Exercise: Search the entries for the word "display". Copy every line that holds it.

Dataset:
*** Begin section ***

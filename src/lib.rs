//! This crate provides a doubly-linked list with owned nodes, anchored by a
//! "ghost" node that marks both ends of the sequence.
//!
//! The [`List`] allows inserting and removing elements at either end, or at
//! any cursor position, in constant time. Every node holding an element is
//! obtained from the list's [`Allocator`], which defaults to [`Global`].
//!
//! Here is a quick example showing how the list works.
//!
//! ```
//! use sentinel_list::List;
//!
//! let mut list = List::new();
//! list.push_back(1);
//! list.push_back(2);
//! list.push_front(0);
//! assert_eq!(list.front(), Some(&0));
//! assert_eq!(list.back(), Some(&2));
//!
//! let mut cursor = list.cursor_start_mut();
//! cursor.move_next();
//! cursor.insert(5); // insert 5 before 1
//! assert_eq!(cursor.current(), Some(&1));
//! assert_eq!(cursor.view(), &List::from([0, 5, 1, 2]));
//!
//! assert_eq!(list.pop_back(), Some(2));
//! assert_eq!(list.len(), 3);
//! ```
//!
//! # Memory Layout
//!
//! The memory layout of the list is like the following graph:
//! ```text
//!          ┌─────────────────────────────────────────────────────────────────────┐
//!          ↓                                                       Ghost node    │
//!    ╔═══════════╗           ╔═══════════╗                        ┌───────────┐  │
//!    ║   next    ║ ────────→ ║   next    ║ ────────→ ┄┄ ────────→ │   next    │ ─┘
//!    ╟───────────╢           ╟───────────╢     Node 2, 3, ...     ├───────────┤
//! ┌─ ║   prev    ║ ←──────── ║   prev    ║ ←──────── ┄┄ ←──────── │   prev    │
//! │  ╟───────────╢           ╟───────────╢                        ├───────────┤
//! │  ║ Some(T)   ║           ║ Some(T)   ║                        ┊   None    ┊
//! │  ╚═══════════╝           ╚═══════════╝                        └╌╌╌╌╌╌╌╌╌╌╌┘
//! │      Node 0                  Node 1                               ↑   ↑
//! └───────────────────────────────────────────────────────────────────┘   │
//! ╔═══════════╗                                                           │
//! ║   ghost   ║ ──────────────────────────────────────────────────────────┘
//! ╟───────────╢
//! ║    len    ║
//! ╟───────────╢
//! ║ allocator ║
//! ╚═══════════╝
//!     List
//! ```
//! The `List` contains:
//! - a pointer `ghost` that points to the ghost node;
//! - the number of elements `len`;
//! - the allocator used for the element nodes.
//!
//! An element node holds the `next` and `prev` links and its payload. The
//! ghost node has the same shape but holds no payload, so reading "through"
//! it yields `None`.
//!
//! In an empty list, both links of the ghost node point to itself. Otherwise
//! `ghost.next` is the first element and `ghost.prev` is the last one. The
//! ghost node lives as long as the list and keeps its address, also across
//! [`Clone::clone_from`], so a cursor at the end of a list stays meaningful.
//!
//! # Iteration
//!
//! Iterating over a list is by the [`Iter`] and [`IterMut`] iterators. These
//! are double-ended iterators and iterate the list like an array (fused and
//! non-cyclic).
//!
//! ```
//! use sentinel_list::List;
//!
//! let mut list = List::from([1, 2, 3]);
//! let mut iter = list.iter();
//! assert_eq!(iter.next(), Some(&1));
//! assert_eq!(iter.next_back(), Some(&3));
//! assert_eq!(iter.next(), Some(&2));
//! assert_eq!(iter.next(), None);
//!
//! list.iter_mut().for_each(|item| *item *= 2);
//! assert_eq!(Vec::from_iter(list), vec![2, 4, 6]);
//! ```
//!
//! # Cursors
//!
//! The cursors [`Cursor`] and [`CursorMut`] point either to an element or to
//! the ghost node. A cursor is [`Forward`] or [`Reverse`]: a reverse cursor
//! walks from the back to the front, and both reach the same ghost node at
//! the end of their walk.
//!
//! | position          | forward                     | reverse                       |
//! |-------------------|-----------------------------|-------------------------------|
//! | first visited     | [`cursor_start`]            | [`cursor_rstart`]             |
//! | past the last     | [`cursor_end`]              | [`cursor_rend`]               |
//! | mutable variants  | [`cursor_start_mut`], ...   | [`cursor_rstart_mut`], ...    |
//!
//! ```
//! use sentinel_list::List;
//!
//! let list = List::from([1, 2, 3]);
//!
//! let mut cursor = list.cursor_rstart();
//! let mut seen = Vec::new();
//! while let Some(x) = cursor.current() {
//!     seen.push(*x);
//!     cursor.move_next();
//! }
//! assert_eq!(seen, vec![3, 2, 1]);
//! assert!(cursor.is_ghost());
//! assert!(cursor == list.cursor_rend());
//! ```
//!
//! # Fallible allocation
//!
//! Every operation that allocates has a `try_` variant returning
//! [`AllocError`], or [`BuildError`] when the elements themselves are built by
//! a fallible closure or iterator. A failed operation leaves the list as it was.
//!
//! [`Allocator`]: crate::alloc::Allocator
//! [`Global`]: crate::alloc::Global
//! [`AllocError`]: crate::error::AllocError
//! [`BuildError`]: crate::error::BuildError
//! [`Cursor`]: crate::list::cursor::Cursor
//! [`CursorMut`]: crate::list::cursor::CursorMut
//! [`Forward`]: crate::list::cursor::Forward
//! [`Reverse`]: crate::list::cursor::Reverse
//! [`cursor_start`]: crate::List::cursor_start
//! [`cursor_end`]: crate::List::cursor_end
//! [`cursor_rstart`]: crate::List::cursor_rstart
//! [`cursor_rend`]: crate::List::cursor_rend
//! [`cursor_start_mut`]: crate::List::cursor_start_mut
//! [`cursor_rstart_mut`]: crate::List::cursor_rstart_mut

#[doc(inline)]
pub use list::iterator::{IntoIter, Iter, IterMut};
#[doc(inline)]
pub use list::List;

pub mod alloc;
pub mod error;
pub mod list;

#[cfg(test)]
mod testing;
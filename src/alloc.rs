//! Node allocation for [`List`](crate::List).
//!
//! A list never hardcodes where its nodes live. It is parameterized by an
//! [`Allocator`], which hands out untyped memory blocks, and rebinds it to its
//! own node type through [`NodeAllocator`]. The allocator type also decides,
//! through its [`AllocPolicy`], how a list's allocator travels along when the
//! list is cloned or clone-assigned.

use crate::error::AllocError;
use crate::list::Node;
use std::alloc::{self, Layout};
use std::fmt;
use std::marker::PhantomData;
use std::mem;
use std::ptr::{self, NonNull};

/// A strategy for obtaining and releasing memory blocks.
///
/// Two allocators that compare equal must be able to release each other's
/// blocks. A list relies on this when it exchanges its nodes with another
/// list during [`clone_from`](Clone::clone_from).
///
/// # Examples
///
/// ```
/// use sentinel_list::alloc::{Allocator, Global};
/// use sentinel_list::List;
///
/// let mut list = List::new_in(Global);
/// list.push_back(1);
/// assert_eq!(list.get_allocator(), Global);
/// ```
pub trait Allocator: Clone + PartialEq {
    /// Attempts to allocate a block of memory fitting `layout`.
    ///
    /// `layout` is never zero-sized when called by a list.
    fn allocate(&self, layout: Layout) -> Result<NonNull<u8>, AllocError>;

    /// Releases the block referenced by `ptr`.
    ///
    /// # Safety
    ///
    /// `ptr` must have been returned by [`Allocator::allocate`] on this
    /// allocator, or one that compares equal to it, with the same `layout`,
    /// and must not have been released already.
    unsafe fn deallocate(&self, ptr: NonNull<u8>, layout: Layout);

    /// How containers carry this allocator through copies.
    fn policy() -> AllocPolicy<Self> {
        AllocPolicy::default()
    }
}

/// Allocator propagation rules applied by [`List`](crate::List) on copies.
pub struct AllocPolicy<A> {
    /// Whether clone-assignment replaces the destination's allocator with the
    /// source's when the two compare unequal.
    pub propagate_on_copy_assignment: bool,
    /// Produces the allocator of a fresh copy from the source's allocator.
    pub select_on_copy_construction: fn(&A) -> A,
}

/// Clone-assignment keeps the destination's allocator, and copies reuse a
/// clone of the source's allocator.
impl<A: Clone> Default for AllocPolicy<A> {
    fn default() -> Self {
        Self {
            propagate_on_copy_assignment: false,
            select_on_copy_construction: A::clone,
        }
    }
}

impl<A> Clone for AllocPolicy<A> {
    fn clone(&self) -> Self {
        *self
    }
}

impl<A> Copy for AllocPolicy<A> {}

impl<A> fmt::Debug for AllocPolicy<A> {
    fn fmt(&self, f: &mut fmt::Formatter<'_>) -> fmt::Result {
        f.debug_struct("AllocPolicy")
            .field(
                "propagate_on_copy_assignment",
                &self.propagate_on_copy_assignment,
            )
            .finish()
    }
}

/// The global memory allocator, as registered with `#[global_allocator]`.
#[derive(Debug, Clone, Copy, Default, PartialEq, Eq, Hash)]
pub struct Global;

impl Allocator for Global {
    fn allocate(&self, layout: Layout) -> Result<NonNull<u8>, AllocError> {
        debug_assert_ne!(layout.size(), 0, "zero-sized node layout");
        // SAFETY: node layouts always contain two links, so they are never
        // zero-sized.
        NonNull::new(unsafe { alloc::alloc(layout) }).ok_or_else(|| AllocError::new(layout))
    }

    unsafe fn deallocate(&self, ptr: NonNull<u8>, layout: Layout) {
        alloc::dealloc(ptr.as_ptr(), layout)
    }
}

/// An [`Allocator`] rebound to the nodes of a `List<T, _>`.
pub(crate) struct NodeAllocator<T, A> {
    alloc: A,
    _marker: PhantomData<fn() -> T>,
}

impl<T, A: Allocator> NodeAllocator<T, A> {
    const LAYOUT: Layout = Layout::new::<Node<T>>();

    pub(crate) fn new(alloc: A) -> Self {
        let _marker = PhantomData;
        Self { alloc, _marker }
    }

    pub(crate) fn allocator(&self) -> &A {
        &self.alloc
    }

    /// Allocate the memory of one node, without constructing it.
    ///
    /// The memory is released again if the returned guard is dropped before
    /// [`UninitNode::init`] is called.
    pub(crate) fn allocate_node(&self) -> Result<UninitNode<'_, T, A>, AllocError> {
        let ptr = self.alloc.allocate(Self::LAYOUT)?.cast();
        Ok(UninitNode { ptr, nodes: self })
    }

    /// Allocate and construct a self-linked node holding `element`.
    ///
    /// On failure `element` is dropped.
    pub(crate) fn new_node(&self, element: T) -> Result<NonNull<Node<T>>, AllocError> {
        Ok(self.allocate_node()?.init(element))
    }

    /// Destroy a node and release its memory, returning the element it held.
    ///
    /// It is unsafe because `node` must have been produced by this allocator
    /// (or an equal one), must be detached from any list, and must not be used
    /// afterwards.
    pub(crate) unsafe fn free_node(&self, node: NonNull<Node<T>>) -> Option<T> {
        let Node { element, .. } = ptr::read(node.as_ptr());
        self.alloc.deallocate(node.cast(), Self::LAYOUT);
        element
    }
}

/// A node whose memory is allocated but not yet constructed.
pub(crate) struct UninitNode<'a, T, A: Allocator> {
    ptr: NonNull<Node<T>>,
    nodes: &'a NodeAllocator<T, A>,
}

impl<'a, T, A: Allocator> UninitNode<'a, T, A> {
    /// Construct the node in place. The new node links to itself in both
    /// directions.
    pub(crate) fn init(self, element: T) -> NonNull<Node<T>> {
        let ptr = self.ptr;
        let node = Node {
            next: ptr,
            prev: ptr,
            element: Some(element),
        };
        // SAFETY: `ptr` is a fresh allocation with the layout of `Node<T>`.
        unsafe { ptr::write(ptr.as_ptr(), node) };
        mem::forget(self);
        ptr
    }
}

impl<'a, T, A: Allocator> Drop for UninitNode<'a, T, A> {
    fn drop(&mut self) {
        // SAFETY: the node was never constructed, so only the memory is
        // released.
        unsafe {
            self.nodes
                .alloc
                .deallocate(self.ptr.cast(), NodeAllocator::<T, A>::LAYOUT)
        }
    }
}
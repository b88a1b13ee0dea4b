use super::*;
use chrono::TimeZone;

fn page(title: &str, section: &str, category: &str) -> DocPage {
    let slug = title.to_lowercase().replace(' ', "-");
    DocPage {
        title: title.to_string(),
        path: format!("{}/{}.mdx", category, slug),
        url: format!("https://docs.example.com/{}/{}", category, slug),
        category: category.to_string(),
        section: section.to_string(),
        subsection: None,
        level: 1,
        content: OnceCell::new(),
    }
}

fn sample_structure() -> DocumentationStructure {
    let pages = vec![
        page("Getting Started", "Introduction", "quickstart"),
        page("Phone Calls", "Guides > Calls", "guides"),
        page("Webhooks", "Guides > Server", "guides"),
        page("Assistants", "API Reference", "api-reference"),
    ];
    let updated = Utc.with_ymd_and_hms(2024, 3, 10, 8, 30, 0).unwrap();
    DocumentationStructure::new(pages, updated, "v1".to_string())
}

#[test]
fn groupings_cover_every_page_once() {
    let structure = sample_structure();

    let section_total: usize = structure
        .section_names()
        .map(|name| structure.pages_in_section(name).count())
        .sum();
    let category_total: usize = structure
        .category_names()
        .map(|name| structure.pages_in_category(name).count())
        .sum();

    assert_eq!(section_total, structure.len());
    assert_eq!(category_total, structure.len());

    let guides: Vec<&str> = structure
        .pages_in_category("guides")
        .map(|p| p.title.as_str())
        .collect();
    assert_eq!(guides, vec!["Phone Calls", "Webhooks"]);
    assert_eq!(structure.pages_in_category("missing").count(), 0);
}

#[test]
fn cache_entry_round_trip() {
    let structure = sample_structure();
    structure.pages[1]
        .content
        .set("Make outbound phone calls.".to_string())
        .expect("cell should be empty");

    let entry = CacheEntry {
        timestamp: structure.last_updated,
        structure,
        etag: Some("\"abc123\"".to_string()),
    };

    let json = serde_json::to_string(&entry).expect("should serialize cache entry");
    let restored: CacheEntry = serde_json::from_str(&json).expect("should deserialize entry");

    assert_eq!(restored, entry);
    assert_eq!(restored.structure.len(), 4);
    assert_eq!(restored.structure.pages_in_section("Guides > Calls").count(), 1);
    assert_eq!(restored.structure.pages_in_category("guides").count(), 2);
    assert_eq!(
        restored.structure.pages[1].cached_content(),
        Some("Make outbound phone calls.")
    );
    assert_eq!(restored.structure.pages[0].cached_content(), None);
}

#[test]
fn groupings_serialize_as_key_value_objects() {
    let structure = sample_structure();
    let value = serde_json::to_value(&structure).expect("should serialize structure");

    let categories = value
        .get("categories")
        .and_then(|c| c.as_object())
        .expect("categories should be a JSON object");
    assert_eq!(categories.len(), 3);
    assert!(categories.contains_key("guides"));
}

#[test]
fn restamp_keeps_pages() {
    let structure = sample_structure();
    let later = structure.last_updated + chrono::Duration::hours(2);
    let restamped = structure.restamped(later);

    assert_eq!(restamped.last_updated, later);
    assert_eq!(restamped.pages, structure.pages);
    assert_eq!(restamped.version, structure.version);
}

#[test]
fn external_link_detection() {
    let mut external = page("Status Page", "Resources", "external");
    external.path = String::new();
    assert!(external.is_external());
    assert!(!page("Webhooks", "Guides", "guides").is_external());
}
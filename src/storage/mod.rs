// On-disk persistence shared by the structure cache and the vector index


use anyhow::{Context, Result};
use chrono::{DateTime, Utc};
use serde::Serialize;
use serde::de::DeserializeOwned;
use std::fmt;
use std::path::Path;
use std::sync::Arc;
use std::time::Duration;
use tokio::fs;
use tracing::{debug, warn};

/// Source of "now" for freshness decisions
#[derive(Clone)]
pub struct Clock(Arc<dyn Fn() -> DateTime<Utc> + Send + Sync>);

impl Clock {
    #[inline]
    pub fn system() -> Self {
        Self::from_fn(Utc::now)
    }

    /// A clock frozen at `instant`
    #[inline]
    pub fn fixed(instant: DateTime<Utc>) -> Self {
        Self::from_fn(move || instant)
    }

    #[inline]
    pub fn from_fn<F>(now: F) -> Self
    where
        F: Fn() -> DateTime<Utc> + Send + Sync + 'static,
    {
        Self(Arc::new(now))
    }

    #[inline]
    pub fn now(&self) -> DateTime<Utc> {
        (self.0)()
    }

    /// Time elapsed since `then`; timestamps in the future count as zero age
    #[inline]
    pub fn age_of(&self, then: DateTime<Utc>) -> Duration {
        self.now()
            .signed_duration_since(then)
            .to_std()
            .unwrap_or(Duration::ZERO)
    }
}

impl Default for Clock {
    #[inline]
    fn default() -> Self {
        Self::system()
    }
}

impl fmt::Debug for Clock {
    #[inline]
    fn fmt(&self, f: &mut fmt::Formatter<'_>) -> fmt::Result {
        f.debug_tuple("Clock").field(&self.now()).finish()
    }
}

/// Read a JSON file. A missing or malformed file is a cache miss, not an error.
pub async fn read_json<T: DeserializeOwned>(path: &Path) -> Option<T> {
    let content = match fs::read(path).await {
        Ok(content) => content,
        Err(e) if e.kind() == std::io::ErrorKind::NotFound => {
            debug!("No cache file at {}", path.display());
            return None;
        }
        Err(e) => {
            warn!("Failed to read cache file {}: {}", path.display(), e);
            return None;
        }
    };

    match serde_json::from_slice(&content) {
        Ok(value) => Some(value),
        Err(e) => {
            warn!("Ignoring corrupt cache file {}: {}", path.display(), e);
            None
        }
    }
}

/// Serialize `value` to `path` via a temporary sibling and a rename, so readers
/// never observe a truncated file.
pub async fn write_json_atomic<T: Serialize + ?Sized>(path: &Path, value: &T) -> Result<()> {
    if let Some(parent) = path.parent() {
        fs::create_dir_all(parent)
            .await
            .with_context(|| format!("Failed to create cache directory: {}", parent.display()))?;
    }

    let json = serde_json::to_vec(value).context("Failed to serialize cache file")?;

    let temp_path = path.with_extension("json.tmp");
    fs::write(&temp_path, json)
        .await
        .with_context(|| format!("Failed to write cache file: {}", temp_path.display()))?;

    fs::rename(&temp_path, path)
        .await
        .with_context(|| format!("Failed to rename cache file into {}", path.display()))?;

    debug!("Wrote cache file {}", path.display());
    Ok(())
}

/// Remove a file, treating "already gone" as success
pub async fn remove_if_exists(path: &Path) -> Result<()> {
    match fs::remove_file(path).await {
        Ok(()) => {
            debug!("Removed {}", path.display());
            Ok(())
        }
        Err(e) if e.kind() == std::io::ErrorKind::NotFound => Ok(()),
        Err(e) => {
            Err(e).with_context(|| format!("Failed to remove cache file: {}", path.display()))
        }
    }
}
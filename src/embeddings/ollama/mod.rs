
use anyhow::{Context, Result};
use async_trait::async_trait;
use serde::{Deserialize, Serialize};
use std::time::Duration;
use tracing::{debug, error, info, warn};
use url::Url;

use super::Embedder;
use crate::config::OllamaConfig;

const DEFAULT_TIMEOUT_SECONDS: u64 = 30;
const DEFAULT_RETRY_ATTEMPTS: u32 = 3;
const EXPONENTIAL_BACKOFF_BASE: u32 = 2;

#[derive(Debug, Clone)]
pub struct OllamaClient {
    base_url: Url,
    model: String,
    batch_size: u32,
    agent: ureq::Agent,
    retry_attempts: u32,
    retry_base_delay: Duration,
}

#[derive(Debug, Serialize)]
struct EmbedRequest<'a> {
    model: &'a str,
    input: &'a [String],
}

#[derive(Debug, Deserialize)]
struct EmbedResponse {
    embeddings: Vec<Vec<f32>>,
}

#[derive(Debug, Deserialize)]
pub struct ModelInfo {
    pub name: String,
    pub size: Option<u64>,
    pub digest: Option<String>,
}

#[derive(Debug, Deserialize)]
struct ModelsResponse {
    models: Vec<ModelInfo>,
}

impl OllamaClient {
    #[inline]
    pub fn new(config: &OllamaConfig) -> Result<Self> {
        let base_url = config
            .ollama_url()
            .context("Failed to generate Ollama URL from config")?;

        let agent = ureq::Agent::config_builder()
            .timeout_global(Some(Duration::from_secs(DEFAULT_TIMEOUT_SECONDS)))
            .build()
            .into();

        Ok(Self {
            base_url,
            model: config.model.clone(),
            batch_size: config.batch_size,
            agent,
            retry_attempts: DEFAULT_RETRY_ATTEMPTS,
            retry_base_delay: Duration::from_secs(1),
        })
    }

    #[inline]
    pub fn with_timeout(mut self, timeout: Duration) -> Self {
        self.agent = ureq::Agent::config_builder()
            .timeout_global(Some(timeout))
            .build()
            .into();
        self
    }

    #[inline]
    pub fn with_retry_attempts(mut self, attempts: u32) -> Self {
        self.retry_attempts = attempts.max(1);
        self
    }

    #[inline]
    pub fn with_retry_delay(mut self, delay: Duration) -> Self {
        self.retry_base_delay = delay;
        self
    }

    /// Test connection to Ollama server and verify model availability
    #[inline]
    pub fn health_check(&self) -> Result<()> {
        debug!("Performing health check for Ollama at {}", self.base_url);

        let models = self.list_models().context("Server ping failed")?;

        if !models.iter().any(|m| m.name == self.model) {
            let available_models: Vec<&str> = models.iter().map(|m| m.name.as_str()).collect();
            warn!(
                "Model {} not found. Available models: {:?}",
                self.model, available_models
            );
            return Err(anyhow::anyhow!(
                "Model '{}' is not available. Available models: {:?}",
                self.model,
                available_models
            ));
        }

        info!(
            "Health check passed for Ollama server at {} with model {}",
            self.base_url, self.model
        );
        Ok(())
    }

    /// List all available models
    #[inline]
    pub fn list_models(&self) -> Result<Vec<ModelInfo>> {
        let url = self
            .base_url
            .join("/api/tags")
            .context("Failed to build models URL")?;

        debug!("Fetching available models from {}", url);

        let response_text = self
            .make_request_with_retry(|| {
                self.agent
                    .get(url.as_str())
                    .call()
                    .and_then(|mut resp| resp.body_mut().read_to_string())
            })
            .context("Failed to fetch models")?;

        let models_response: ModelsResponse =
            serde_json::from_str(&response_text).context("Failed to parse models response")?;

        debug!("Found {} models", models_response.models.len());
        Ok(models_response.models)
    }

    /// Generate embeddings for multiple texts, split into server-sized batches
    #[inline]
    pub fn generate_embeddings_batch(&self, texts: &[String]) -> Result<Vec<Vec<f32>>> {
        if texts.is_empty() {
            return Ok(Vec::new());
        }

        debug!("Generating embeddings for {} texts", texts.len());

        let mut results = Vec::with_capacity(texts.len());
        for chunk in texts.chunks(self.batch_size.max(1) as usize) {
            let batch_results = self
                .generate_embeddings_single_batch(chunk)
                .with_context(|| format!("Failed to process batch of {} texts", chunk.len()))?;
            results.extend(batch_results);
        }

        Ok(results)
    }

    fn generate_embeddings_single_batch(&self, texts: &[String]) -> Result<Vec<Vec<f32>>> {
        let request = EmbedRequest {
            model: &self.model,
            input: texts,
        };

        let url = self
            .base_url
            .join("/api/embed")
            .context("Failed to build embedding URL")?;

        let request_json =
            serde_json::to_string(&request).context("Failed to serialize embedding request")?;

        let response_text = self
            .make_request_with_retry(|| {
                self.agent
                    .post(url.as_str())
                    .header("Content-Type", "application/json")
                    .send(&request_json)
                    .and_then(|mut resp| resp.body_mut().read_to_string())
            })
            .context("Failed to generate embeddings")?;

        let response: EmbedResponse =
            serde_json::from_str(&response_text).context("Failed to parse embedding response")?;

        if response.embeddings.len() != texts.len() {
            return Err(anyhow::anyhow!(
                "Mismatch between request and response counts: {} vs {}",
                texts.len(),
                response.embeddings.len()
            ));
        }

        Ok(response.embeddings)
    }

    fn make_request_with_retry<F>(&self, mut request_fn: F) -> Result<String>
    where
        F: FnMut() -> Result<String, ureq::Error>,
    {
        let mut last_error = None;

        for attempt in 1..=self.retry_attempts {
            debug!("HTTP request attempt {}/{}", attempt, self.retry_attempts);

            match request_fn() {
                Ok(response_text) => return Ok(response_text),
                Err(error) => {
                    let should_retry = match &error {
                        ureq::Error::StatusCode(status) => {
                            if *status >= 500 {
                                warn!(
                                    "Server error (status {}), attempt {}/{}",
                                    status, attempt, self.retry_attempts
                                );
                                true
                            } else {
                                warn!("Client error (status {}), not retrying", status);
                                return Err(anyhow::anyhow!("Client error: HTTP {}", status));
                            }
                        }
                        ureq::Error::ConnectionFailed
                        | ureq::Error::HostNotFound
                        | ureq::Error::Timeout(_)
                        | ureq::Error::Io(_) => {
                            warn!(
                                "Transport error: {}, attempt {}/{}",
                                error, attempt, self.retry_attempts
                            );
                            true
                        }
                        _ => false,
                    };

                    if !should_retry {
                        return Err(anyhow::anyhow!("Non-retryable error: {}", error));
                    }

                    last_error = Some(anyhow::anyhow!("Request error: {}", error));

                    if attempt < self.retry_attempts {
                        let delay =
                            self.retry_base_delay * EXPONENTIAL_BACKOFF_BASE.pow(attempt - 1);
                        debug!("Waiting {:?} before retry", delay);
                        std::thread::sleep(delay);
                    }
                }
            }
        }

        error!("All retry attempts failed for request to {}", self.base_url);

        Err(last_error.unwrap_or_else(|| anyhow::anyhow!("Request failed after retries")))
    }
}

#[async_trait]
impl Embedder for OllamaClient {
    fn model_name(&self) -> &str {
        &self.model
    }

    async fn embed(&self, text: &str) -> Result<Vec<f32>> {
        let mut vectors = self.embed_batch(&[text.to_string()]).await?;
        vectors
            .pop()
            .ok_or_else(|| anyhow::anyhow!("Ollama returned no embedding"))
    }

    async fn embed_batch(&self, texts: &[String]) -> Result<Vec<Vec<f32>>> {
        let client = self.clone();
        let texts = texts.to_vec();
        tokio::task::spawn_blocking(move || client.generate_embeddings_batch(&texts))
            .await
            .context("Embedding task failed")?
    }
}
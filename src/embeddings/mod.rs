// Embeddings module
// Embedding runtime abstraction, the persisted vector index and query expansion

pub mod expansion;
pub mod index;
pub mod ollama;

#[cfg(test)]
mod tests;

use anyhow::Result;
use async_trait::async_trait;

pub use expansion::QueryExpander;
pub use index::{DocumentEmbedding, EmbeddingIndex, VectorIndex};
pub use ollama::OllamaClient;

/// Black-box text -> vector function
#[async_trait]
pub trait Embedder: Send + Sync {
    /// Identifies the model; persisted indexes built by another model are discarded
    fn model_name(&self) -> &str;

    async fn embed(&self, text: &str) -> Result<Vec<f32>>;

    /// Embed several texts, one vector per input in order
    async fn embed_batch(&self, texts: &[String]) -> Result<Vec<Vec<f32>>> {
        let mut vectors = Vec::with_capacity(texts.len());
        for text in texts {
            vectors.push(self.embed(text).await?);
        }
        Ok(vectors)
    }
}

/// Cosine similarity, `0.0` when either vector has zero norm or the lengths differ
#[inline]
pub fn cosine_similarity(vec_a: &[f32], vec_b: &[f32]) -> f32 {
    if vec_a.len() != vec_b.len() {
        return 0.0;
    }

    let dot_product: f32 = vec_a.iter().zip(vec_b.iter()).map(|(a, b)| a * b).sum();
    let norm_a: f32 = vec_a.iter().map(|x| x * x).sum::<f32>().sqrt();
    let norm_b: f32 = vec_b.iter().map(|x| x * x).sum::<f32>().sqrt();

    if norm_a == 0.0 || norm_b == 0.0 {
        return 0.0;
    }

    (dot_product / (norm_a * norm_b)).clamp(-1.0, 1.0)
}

*** End section ***

Solution to the problem:
            debug!("No cache file at {}", path.display());
            warn!("Failed to read cache file {}: {}", path.display(), e);
            warn!("Ignoring corrupt cache file {}: {}", path.display(), e);
            .with_context(|| format!("Failed to create cache directory: {}", parent.display()))?;
        .with_context(|| format!("Failed to write cache file: {}", temp_path.display()))?;
        .with_context(|| format!("Failed to rename cache file into {}", path.display()))?;
    debug!("Wrote cache file {}", path.display());
            debug!("Removed {}", path.display());
            Err(e).with_context(|| format!("Failed to remove cache file: {}", path.display()))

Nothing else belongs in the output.